MATERIAL TO PROCESS:
//! Argon2id password hashing, verification, and length rules.
//!
//! Hashes use the PHC string format, so algorithm parameters and salt travel
//! with the hash itself.

use argon2::password_hash::rand_core::OsRng;
use argon2::password_hash::{PasswordHash, PasswordHasher, PasswordVerifier, SaltString};
use argon2::Argon2;

/// Shortest password accepted at sign-up.
pub const MIN_PASSWORD_LENGTH: usize = 6;

/// Hash a plaintext password using Argon2id with a random salt.
pub fn hash_password(password: &str) -> Result<String, argon2::password_hash::Error> {
    let salt = SaltString::generate(&mut OsRng);
    let hash = Argon2::default().hash_password(password.as_bytes(), &salt)?;
    Ok(hash.to_string())
}

/// Verify a plaintext password against a stored PHC hash.
///
/// Returns `Ok(false)` on mismatch; `Err` only for a malformed stored hash.
pub fn verify_password(password: &str, hash: &str) -> Result<bool, argon2::password_hash::Error> {
    let parsed_hash = PasswordHash::new(hash)?;
    match Argon2::default().verify_password(password.as_bytes(), &parsed_hash) {
        Ok(()) => Ok(true),
        Err(argon2::password_hash::Error::Password) => Ok(false),
        Err(e) => Err(e),
    }
}

/// Check the minimum length, counted in characters.
pub fn validate_password_strength(password: &str, min_length: usize) -> Result<(), String> {
    if password.chars().count() < min_length {
        return Err(format!(
            "Password must be at least {min_length} characters long"
        ));
    }
    Ok(())
}

#[cfg(test)]
mod tests {
    use super::*;

    #[test]
    fn test_hash_and_verify() {
        let hash = hash_password("secret1").unwrap();
        assert!(hash.starts_with("$argon2id$"));
        assert!(verify_password("secret1", &hash).unwrap());
        assert!(!verify_password("secret2", &hash).unwrap());
    }

    #[test]
    fn test_malformed_hash_is_an_error() {
        assert!(verify_password("secret1", "not-a-phc-string").is_err());
    }

    #[test]
    fn test_minimum_length() {
        let msg = validate_password_strength("12345", MIN_PASSWORD_LENGTH).unwrap_err();
        assert!(msg.contains("at least 6 characters"));
        assert!(validate_password_strength("secret", MIN_PASSWORD_LENGTH).is_ok());
        // Six characters, more than six bytes.
        assert!(validate_password_strength("ßßßßßß", MIN_PASSWORD_LENGTH).is_ok());
    }
}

EXERCISE DETAILS: For the material above, state the number of lines that include the word "default". Leave out everything else.

RESPONSE BOX: 2